++++ Records
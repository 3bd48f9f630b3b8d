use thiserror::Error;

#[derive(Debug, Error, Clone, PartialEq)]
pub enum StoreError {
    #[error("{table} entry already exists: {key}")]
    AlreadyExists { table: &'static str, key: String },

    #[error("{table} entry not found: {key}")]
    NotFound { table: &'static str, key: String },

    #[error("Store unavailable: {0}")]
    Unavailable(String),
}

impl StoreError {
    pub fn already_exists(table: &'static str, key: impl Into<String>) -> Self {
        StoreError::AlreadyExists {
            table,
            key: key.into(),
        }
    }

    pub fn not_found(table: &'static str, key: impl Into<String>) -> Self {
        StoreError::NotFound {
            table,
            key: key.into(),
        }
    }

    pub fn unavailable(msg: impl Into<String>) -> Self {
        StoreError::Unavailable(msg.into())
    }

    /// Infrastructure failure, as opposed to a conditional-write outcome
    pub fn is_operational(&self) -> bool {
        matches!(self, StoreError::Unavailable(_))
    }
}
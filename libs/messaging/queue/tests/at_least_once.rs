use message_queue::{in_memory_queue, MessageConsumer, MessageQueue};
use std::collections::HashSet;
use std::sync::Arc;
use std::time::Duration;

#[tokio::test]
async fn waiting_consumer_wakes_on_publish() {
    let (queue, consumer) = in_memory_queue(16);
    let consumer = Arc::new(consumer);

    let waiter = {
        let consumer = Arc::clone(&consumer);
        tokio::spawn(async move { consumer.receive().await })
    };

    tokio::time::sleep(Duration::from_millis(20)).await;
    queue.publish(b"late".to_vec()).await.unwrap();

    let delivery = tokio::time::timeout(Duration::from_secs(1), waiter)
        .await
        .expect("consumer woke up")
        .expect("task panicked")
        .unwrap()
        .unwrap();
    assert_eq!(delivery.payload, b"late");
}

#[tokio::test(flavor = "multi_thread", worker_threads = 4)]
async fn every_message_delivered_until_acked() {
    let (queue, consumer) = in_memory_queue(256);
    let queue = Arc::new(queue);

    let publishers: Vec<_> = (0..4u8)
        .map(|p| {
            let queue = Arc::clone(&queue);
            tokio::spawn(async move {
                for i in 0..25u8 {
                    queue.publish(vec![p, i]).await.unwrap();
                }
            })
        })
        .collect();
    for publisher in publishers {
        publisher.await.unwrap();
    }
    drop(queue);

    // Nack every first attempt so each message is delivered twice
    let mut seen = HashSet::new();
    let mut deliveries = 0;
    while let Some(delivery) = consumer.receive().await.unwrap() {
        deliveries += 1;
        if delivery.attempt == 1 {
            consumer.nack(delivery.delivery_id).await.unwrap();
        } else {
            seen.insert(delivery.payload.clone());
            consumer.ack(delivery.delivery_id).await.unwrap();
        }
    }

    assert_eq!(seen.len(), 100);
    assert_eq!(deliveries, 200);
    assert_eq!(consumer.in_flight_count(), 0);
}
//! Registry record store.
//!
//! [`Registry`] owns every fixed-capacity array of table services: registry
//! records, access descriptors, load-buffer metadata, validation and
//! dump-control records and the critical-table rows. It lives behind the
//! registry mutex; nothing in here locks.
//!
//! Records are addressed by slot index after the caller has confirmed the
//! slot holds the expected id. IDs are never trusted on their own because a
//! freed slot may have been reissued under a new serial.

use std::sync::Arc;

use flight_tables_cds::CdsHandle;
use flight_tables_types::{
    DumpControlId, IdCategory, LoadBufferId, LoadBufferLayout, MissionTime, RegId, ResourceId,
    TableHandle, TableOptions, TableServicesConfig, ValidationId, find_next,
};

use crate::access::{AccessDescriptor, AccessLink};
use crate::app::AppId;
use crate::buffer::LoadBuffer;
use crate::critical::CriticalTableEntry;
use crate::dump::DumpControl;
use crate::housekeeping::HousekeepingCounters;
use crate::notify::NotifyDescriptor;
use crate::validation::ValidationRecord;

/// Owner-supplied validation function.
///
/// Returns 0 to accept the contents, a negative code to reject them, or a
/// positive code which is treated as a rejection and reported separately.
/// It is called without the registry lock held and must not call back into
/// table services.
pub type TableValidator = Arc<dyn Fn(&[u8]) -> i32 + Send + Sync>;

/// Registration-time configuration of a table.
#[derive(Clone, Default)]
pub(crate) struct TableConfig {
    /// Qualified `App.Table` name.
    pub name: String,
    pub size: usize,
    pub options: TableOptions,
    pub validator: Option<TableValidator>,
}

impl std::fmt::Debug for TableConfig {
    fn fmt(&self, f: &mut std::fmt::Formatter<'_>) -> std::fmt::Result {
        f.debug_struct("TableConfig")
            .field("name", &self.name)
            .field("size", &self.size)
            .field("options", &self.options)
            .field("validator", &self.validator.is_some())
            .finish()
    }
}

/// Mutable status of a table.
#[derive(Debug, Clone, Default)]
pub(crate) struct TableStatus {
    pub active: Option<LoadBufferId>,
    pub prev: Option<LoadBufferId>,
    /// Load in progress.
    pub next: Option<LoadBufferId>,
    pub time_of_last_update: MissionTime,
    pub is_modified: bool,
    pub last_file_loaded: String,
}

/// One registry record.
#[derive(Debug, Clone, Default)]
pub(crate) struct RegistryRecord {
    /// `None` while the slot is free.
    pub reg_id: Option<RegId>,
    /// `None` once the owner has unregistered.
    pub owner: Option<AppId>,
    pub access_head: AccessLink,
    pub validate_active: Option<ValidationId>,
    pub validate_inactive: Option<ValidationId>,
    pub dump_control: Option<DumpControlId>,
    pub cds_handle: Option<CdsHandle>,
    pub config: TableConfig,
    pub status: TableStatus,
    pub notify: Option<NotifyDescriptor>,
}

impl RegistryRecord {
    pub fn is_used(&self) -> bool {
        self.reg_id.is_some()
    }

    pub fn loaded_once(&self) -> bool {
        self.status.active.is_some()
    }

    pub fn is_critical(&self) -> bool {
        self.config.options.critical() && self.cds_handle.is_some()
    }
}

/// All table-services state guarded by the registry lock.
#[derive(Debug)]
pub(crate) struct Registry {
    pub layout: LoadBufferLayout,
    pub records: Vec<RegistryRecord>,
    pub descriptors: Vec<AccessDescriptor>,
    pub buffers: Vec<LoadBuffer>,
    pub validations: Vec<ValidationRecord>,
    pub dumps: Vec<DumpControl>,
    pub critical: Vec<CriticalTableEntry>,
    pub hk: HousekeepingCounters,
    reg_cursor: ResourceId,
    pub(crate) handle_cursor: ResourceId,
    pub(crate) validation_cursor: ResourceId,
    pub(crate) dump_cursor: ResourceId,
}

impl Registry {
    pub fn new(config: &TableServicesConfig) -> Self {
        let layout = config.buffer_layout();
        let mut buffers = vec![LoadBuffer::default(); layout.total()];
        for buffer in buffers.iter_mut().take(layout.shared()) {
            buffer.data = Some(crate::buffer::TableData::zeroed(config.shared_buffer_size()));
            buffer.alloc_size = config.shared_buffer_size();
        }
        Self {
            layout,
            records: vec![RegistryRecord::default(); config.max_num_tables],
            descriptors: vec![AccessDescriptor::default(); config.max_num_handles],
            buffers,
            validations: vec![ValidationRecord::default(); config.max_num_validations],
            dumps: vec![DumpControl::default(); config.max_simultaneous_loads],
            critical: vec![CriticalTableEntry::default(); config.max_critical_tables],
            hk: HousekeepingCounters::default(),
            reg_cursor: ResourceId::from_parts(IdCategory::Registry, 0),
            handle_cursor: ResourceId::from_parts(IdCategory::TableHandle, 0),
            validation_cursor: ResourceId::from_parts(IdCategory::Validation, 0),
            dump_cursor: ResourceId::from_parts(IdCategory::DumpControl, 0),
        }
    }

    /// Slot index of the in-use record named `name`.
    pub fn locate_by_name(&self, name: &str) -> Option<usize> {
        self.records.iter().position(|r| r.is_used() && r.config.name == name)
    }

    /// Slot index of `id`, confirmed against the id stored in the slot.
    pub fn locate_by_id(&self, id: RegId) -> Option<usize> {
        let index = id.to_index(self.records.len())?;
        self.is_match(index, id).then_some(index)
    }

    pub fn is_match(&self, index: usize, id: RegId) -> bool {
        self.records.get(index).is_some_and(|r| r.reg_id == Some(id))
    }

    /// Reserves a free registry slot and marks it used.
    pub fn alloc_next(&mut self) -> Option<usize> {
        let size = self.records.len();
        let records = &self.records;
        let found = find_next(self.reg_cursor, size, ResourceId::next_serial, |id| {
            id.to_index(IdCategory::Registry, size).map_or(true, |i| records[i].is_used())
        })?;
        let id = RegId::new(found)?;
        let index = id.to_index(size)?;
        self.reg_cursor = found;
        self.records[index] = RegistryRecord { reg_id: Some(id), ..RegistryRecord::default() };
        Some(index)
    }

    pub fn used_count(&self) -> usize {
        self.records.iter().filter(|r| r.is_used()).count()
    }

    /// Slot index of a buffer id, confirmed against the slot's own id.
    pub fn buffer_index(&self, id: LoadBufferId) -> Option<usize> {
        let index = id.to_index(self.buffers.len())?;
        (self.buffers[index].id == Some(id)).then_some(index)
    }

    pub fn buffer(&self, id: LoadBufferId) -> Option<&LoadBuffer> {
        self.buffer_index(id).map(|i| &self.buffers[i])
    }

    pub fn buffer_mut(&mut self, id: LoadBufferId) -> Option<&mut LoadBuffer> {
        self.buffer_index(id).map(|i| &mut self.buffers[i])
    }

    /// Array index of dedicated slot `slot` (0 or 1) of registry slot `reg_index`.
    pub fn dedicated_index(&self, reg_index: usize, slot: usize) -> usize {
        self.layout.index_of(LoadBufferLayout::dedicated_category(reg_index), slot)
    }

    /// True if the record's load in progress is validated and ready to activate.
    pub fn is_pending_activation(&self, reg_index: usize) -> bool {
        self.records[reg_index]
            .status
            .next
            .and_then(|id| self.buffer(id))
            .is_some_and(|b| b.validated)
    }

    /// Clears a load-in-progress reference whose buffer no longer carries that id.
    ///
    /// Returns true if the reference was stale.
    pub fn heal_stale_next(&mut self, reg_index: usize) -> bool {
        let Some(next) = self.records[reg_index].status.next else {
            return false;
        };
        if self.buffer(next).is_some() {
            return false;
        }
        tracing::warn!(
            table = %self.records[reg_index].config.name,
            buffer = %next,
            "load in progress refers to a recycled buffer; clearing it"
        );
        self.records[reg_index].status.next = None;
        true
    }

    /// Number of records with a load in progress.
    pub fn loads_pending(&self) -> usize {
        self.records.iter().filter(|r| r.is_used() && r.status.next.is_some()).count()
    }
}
++++++++
§ Task to carry out: Starting at the top of the listing above, repeat every line exactly until the line that contains "async fn every_message_delivered_until_acked()" has been repeated too.

§ Result for this task:
repository 3bd48f9f630b3b8d
use thiserror::Error;

#[derive(Debug, Error, Clone, PartialEq)]
pub enum StoreError {
    #[error("{table} entry already exists: {key}")]
    AlreadyExists { table: &'static str, key: String },

    #[error("{table} entry not found: {key}")]
    NotFound { table: &'static str, key: String },

    #[error("Store unavailable: {0}")]
    Unavailable(String),
}

impl StoreError {
    pub fn already_exists(table: &'static str, key: impl Into<String>) -> Self {
        StoreError::AlreadyExists {
            table,
            key: key.into(),
        }
    }

    pub fn not_found(table: &'static str, key: impl Into<String>) -> Self {
        StoreError::NotFound {
            table,
            key: key.into(),
        }
    }

    pub fn unavailable(msg: impl Into<String>) -> Self {
        StoreError::Unavailable(msg.into())
    }

    /// Infrastructure failure, as opposed to a conditional-write outcome
    pub fn is_operational(&self) -> bool {
        matches!(self, StoreError::Unavailable(_))
    }
}
filename libs/messaging/queue/tests/at_least_once.rs
use message_queue::{in_memory_queue, MessageConsumer, MessageQueue};
use std::collections::HashSet;
use std::sync::Arc;
use std::time::Duration;

#[tokio::test]
async fn waiting_consumer_wakes_on_publish() {
    let (queue, consumer) = in_memory_queue(16);
    let consumer = Arc::new(consumer);

    let waiter = {
        let consumer = Arc::clone(&consumer);
        tokio::spawn(async move { consumer.receive().await })
    };

    tokio::time::sleep(Duration::from_millis(20)).await;
    queue.publish(b"late".to_vec()).await.unwrap();

    let delivery = tokio::time::timeout(Duration::from_secs(1), waiter)
        .await
        .expect("consumer woke up")
        .expect("task panicked")
        .unwrap()
        .unwrap();
    assert_eq!(delivery.payload, b"late");
}

#[tokio::test(flavor = "multi_thread", worker_threads = 4)]
async fn every_message_delivered_until_acked() {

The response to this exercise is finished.